Pelo respeito à Constituição e ao processo democrático

Ludgero Liberato
É mestre em Direito pela Ufes, advogado com atuação nas áreas criminal e eleitoral

Diz o art. 5º, LVII, da Constituição Federal (CF) que ninguém será considerado culpado até o trânsito em julgado de sentença penal condenatória. Com isso, vinculou a pena, principal efeito da culpa, ao exaurimento dos recursos. Não proibiu, assim, outras espécies de prisão antes do esgotamento destes, desde que não sejam prisões-penas, permitindo existência de prisões cautelares (em flagrante, temporária e preventiva).
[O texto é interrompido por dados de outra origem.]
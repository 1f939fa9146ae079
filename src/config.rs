//! Configuration types for usenet-indexer

use crate::error::{Error, Result};
use serde::{Deserialize, Serialize};
use std::path::{Path, PathBuf};

/// News server connection settings
#[derive(Clone, Debug, Serialize, Deserialize)]
pub struct ServerConfig {
    /// Server hostname
    #[serde(default)]
    pub host: String,

    /// Server port (default: 119)
    #[serde(default = "default_port")]
    pub port: u16,

    /// Username for AUTHINFO (None = no authentication)
    #[serde(default)]
    pub username: Option<String>,

    /// Password for AUTHINFO
    #[serde(default)]
    pub password: Option<String>,

    /// Maximum simultaneous connections to open when scanning (default: 1)
    #[serde(default = "default_max_connections")]
    pub max_connections: usize,
}

impl Default for ServerConfig {
    fn default() -> Self {
        Self {
            host: String::new(),
            port: default_port(),
            username: None,
            password: None,
            max_connections: default_max_connections(),
        }
    }
}

impl ServerConfig {
    /// `host:port` address string for connecting
    pub fn address(&self) -> String {
        format!("{}:{}", self.host, self.port)
    }
}

/// Group scanning behavior
#[derive(Clone, Debug, Serialize, Deserialize)]
pub struct ScanConfig {
    /// Maximum articles requested per overview command (default: 10,000)
    #[serde(default = "default_max_chunk")]
    pub max_chunk: i64,

    /// How far back to start when a group has never been scanned
    /// (default: 10,000 articles below the server high-water mark)
    #[serde(default = "default_backfill_limit")]
    pub backfill_limit: i64,

    /// Record message numbers missing from overview responses.
    ///
    /// Costs O(range size) per chunk, so off by default.
    #[serde(default)]
    pub track_missed: bool,
}

impl Default for ScanConfig {
    fn default() -> Self {
        Self {
            max_chunk: default_max_chunk(),
            backfill_limit: default_backfill_limit(),
            track_missed: false,
        }
    }
}

/// Top-level configuration
#[derive(Clone, Debug, Serialize, Deserialize)]
pub struct Config {
    /// News server settings
    #[serde(default)]
    pub server: ServerConfig,

    /// Scanning behavior
    #[serde(default)]
    pub scan: ScanConfig,

    /// Percentage of declared segment bytes required before a binary may
    /// be promoted to a release (default: 100)
    #[serde(default = "default_promote_threshold")]
    pub promote_threshold: u8,

    /// Path to the SQLite database file (default: "./indexer.db")
    #[serde(default = "default_database_path")]
    pub database_path: PathBuf,
}

impl Default for Config {
    fn default() -> Self {
        Self {
            server: ServerConfig::default(),
            scan: ScanConfig::default(),
            promote_threshold: default_promote_threshold(),
            database_path: default_database_path(),
        }
    }
}

impl Config {
    /// Load configuration from a JSON file
    pub fn from_file(path: &Path) -> Result<Self> {
        let contents = std::fs::read_to_string(path)?;
        let config: Config = serde_json::from_str(&contents)?;
        config.validate()?;
        Ok(config)
    }

    /// Validate configuration values
    pub fn validate(&self) -> Result<()> {
        if self.scan.max_chunk < 1 {
            return Err(Error::Config {
                message: "max_chunk must be at least 1".into(),
                key: Some("scan.max_chunk".into()),
            });
        }
        if self.scan.backfill_limit < 0 {
            return Err(Error::Config {
                message: "backfill_limit cannot be negative".into(),
                key: Some("scan.backfill_limit".into()),
            });
        }
        if self.server.max_connections == 0 {
            return Err(Error::Config {
                message: "max_connections must be at least 1".into(),
                key: Some("server.max_connections".into()),
            });
        }
        if self.promote_threshold == 0 || self.promote_threshold > 100 {
            return Err(Error::Config {
                message: "promote_threshold must be between 1 and 100".into(),
                key: Some("promote_threshold".into()),
            });
        }
        Ok(())
    }
}

fn default_port() -> u16 {
    119
}

fn default_max_connections() -> usize {
    1
}

fn default_max_chunk() -> i64 {
    10_000
}

fn default_backfill_limit() -> i64 {
    10_000
}

fn default_promote_threshold() -> u8 {
    100
}

fn default_database_path() -> PathBuf {
    PathBuf::from("./indexer.db")
}
impl<S: OverviewSource> GroupScanner<S> {
    /// Wrap a connected overview source
    pub fn new(source: S, db: Arc<Database>, config: ScanConfig) -> Result<Self> {
        let segment_marker = Regex::new(r"(?i)\((\d+)[/](\d+)\)")
            .map_err(|e| Error::Other(format!("bad segment marker pattern: {}", e)))?;
        Ok(Self {
            source,
            db,
            config,
            segment_marker,
        })
    }

    /// Scan one group forward from its stored watermark
    ///
    /// Returns (records scanned, message numbers missed). The watermark
    /// advances chunk by chunk inside the same transaction as the chunk's
    /// parts, so a crash never skips articles; it only re-fetches the last
    /// incomplete chunk.
    pub async fn scan_group(&mut self, group_name: &str) -> Result<(u64, u64)> {
        let status = self.source.select_group(group_name).await?;
        let group = self.db.find_group_by_name(group_name).await?.ok_or_else(|| {
            Error::Database(DatabaseError::NotFound(format!(
                "group {} is not registered",
                group_name
            )))
        })?;

        let limit = self.config.backfill_limit;
        let mut first = group.first;
        let mut last = group.last;

        // Fresh groups backfill a bounded window rather than full history
        if first == 0 {
            info!(group = group_name, low = status.low, "initializing first watermark");
            first = status.low;
        }
        if last == 0 {
            let start = (status.high - limit).max(status.low);
            info!(group = group_name, last = start, "initializing last watermark");
            last = start;
        }
        if first < status.low {
            warn!(
                group = group_name,
                stored = first,
                server = status.low,
                "first watermark older than server retention, resetting"
            );
            first = status.low;
        }
        if last > status.high {
            warn!(
                group = group_name,
                stored = last,
                server = status.high,
                "last watermark beyond server high, resetting"
            );
            last = status.high;
        }
        self.db.update_group_watermarks(group.id, first, last).await?;

        if last >= status.high {
            debug!(group = group_name, "no new articles");
            return Ok((0, 0));
        }

        let target = if limit > 0 {
            status.high.min(last + limit)
        } else {
            status.high
        };
        debug!(
            group = group_name,
            from = last + 1,
            to = target,
            "scanning range"
        );

        let mut scanned = 0u64;
        let mut missed_total = 0u64;
        let mut begin = last + 1;
        while begin <= target {
            let end = (begin + self.config.max_chunk - 1).min(target);
            let postings = self.source.fetch_overview(begin, end).await?;
            scanned += postings.len() as u64;

            let missed = if self.config.track_missed {
                missed_numbers(begin, end, &postings)
            } else {
                Vec::new()
            };
            missed_total += missed.len() as u64;

            let parts = self.collect_parts(group_name, &postings);
            self.db
                .save_scan_batch(group.id, end, &parts, &missed)
                .await?;
            begin = end + 1;
        }

        info!(group = group_name, scanned, missed = missed_total, "scan complete");
        Ok((scanned, missed_total))
    }

    /// Fold overview records into parts keyed by content hash
    ///
    /// The segment marker is the trailing "(n/m)" pair; when a subject
    /// carries several, the last one is the real marker (earlier ones belong
    /// to the name). The marker text is stripped before hashing so all
    /// segments of one part collide on the same hash.
    fn collect_parts(&self, group_name: &str, postings: &[RawPosting]) -> Vec<NewPart> {
        let mut parts: HashMap<String, NewPart> = HashMap::new();

        for posting in postings {
            let markers: Vec<_> = self.segment_marker.captures_iter(&posting.subject).collect();
            let Some(last_marker) = markers.last() else {
                continue;
            };
            let (Ok(segment), Ok(total)) = (
                last_marker[1].parse::<i32>(),
                last_marker[2].parse::<i32>(),
            ) else {
                continue;
            };
            let stripped = posting
                .subject
                .replace(&last_marker[0], "")
                .trim()
                .to_string();

            let hash = content_hash(&[
                &stripped,
                &posting.poster,
                group_name,
                &total.to_string(),
            ]);
            let segment = NewSegment {
                segment,
                size_bytes: posting.bytes,
                message_id: posting.message_id.clone(),
            };

            match parts.get_mut(&hash) {
                Some(part) => part.segments.push(segment),
                None => {
                    parts.insert(
                        hash.clone(),
                        NewPart {
                            hash,
                            subject: stripped,
                            poster: posting.poster.clone(),
                            posted: posting.date.timestamp(),
                            group_name: group_name.to_string(),
                            total_segments: total,
                            segments: vec![segment],
                        },
                    );
                }
            }
        }

        let mut parts: Vec<NewPart> = parts.into_values().collect();
        parts.sort_by(|a, b| a.hash.cmp(&b.hash));
        parts
    }

    /// Close the underlying connection
    pub async fn close(&mut self) {
        if let Err(e) = self.source.quit().await {
            debug!("error closing connection: {}", e);
        }
    }
}

/// Expected message numbers in [begin, end] absent from the response.
fn missed_numbers(begin: i64, end: i64, postings: &[RawPosting]) -> Vec<i64> {
    let observed: HashSet<i64> = postings.iter().map(|p| p.number).collect();
    (begin..=end).filter(|n| !observed.contains(n)).collect()
}

/// Scan a set of groups with a bounded worker pool.
///
/// One connection per worker, capped at the number of groups. Workers pull
/// group names from a shared queue; closing the queue after the last request
/// is the only termination signal. A failed group scan lands in that group's
/// outcome without disturbing the others.
pub async fn scan_groups<S, F, Fut>(
    db: Arc<Database>,
    config: ScanConfig,
    max_connections: usize,
    groups: Vec<String>,
    connect: F,
) -> Result<Vec<ScanOutcome>>
where
    S: OverviewSource + 'static,
    F: Fn() -> Fut,
    Fut: Future<Output = Result<S>>,
{
    if groups.is_empty() {
        return Ok(Vec::new());
    }
    let workers = max_connections.max(1).min(groups.len());
    info!(workers, groups = groups.len(), "starting group scan");

    let (request_tx, request_rx) = mpsc::channel::<String>(groups.len());
    let request_rx = Arc::new(Mutex::new(request_rx));
    let (result_tx, mut result_rx) = mpsc::channel::<ScanOutcome>(groups.len());

    let mut handles = Vec::with_capacity(workers);
    for ident in 0..workers {
        let source = connect().await?;
        let mut scanner = GroupScanner::new(source, Arc::clone(&db), config.clone())?;
        let queue = Arc::clone(&request_rx);
        let results = result_tx.clone();

        handles.push(tokio::spawn(async move {
            loop {
                let request = {
                    let mut queue = queue.lock().await;
                    queue.recv().await
                };
                let Some(group) = request else {
                    debug!(worker = ident, "request queue closed, exiting");
                    break;
                };
                debug!(worker = ident, group = %group, "scanning");
                let outcome = match scanner.scan_group(&group).await {
                    Ok((scanned, missed)) => ScanOutcome {
                        group,
                        scanned,
                        missed,
                        error: None,
                    },
                    Err(e) => {
                        error!(worker = ident, group = %group, "scan failed: {}", e);
                        ScanOutcome {
                            group,
                            scanned: 0,
                            missed: 0,
                            error: Some(e.to_string()),
                        }
                    }
                };
                if results.send(outcome).await.is_err() {
                    break;
                }
            }
            scanner.close().await;
        }));
    }
    drop(result_tx);

    for group in groups {
        if request_tx.send(group).await.is_err() {
            break;
        }
    }
    drop(request_tx);

    for handle in handles {
        if let Err(e) = handle.await {
            error!("scan worker panicked: {}", e);
        }
    }

    let mut outcomes = Vec::new();
    while let Some(outcome) = result_rx.recv().await {
        outcomes.push(outcome);
    }
    Ok(outcomes)
}
//! Part and segment persistence, including the per-chunk scan transaction.

use crate::error::DatabaseError;
use crate::{Error, Result};

use super::{Database, NewPart, Part, Segment};

impl Database {
    /// Find a part by its content hash
    pub async fn find_part_by_hash(&self, hash: &str) -> Result<Option<Part>> {
        let row = sqlx::query_as::<_, Part>(
            "SELECT id, hash, subject, poster, posted, group_name, total_segments, binary_id
             FROM parts WHERE hash = ?",
        )
        .bind(hash)
        .fetch_optional(&self.pool)
        .await
        .map_err(|e| {
            Error::Database(DatabaseError::QueryFailed(format!(
                "Failed to find part: {}",
                e
            )))
        })?;

        Ok(row)
    }

    /// Get all parts not yet attached to a binary
    pub async fn unassigned_parts(&self) -> Result<Vec<Part>> {
        let rows = sqlx::query_as::<_, Part>(
            "SELECT id, hash, subject, poster, posted, group_name, total_segments, binary_id
             FROM parts WHERE binary_id IS NULL ORDER BY id",
        )
        .fetch_all(&self.pool)
        .await
        .map_err(|e| {
            Error::Database(DatabaseError::QueryFailed(format!(
                "Failed to get unassigned parts: {}",
                e
            )))
        })?;

        Ok(rows)
    }

    /// Get the segments of a part, ordered by segment number
    pub async fn get_part_segments(&self, part_id: i64) -> Result<Vec<Segment>> {
        let rows = sqlx::query_as::<_, Segment>(
            "SELECT id, part_id, segment, size_bytes, message_id
             FROM segments WHERE part_id = ? ORDER BY segment",
        )
        .bind(part_id)
        .fetch_all(&self.pool)
        .await
        .map_err(|e| {
            Error::Database(DatabaseError::QueryFailed(format!(
                "Failed to get part segments: {}",
                e
            )))
        })?;

        Ok(rows)
    }

    /// Persist one scan chunk atomically
    ///
    /// Upserts parts by content hash, appends their segments, records the
    /// message numbers absent from the chunk, and advances the group's last
    /// watermark. Either everything lands or the watermark stays put, so a
    /// crashed scan re-fetches the chunk instead of skipping it. Re-fetching
    /// is safe: the UNIQUE constraint on (part_id, message_id) makes segment
    /// inserts no-ops on replay.
    pub async fn save_scan_batch(
        &self,
        group_id: i64,
        new_last: i64,
        parts: &[NewPart],
        missed: &[i64],
    ) -> Result<()> {
        let mut tx = self.pool.begin().await.map_err(|e| {
            Error::Database(DatabaseError::QueryFailed(format!(
                "Failed to begin scan transaction: {}",
                e
            )))
        })?;

        for part in parts {
            let existing: Option<i64> = sqlx::query_scalar("SELECT id FROM parts WHERE hash = ?")
                .bind(&part.hash)
                .fetch_optional(&mut *tx)
                .await
                .map_err(|e| {
                    Error::Database(DatabaseError::QueryFailed(format!(
                        "Failed to look up part: {}",
                        e
                    )))
                })?;

            let part_id = match existing {
                Some(id) => id,
                None => {
                    let result = sqlx::query(
                        "INSERT INTO parts (hash, subject, poster, posted, group_name, total_segments)
                         VALUES (?, ?, ?, ?, ?, ?)",
                    )
                    .bind(&part.hash)
                    .bind(&part.subject)
                    .bind(&part.poster)
                    .bind(part.posted)
                    .bind(&part.group_name)
                    .bind(part.total_segments)
                    .execute(&mut *tx)
                    .await
                    .map_err(|e| {
                        Error::Database(DatabaseError::QueryFailed(format!(
                            "Failed to insert part: {}",
                            e
                        )))
                    })?;
                    result.last_insert_rowid()
                }
            };

            for segment in &part.segments {
                sqlx::query(
                    "INSERT OR IGNORE INTO segments (part_id, segment, size_bytes, message_id)
                     VALUES (?, ?, ?, ?)",
                )
                .bind(part_id)
                .bind(segment.segment)
                .bind(segment.size_bytes)
                .bind(&segment.message_id)
                .execute(&mut *tx)
                .await
                .map_err(|e| {
                    Error::Database(DatabaseError::QueryFailed(format!(
                        "Failed to insert segment: {}",
                        e
                    )))
                })?;
            }
        }

        if !missed.is_empty() {
            let group_name: String = sqlx::query_scalar("SELECT name FROM groups WHERE id = ?")
                .bind(group_id)
                .fetch_one(&mut *tx)
                .await
                .map_err(|e| {
                    Error::Database(DatabaseError::QueryFailed(format!(
                        "Failed to resolve group name: {}",
                        e
                    )))
                })?;

            for number in missed {
                sqlx::query(
                    "INSERT INTO missed_messages (group_name, message_number, attempts)
                     VALUES (?, ?, 1)
                     ON CONFLICT(group_name, message_number)
                     DO UPDATE SET attempts = attempts + 1",
                )
                .bind(&group_name)
                .bind(number)
                .execute(&mut *tx)
                .await
                .map_err(|e| {
                    Error::Database(DatabaseError::QueryFailed(format!(
                        "Failed to record missed message: {}",
                        e
                    )))
                })?;
            }
        }

        sqlx::query("UPDATE groups SET last = ? WHERE id = ?")
            .bind(new_last)
            .bind(group_id)
            .execute(&mut *tx)
            .await
            .map_err(|e| {
                Error::Database(DatabaseError::QueryFailed(format!(
                    "Failed to advance watermark: {}",
                    e
                )))
            })?;

        tx.commit().await.map_err(|e| {
            Error::Database(DatabaseError::QueryFailed(format!(
                "Failed to commit scan transaction: {}",
                e
            )))
        })?;

        Ok(())
    }

    /// Delete parts by id, cascading to their segments
    pub async fn delete_parts(&self, part_ids: &[i64]) -> Result<()> {
        if part_ids.is_empty() {
            return Ok(());
        }

        let mut tx = self.pool.begin().await.map_err(|e| {
            Error::Database(DatabaseError::QueryFailed(format!(
                "Failed to begin delete transaction: {}",
                e
            )))
        })?;

        for id in part_ids {
            sqlx::query("DELETE FROM parts WHERE id = ?")
                .bind(id)
                .execute(&mut *tx)
                .await
                .map_err(|e| {
                    Error::Database(DatabaseError::QueryFailed(format!(
                        "Failed to delete part: {}",
                        e
                    )))
                })?;
        }

        tx.commit().await.map_err(|e| {
            Error::Database(DatabaseError::QueryFailed(format!(
                "Failed to commit delete transaction: {}",
                e
            )))
        })?;

        Ok(())
    }
}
Muitos, porém, insatisfeitos com tal regra, buscam, indevidamente, alterá-la pela via judicial e se esquecem de que há um caminho democrático para a realização de escolhas político-criminais. É perante o Congresso Nacional que se deve discutir se a regra vigente é defasada ou moderna; se beneficia ricos ou se atende aos desassistidos; e se favoreceu ou não o aumento da criminalidade; e como fazer para reparar aqueles que ficarem presos indevidamente em razão da execução antecipada, que depois venha a ser revertida. Cabe, ainda, ao Legislativo avaliar se pode a regra ser abandonada diante da constatação de que os tribunais de segunda instância relutam em seguir os entendimentos das cortes superiores quando estes são favoráveis aos réus.

O fato é que ao Judiciário não cabe tais valorações, mas, sim, responder se o texto constitucional vigente proíbe, permite ou exige que a pena seja iniciada antes do trânsito em julgado da decisão condenatória.

A clareza do texto constitucional, aliada à análise histórica da CF, não deixa dúvidas que houve deliberada escolha por condicionar o cumprimento da pena ao trânsito em julgado. Ainda que se entenda que a CF permita a execução da pena antes do esgotamento dos recursos, certo é que ela não obriga a isso, de modo que é constitucional o art. 283 do Código de Processo Penal, que vinculou o início do cumprimento da pena ao exaurimento destes.

Por tais motivos é que a execução da pena a partir da segunda ou da terceira instância, por confrontar expressamente a Constituição, continuará a ser fonte de enorme insegurança jurídica caso não seja resultado de alteração pela democrática via do processo legislativo.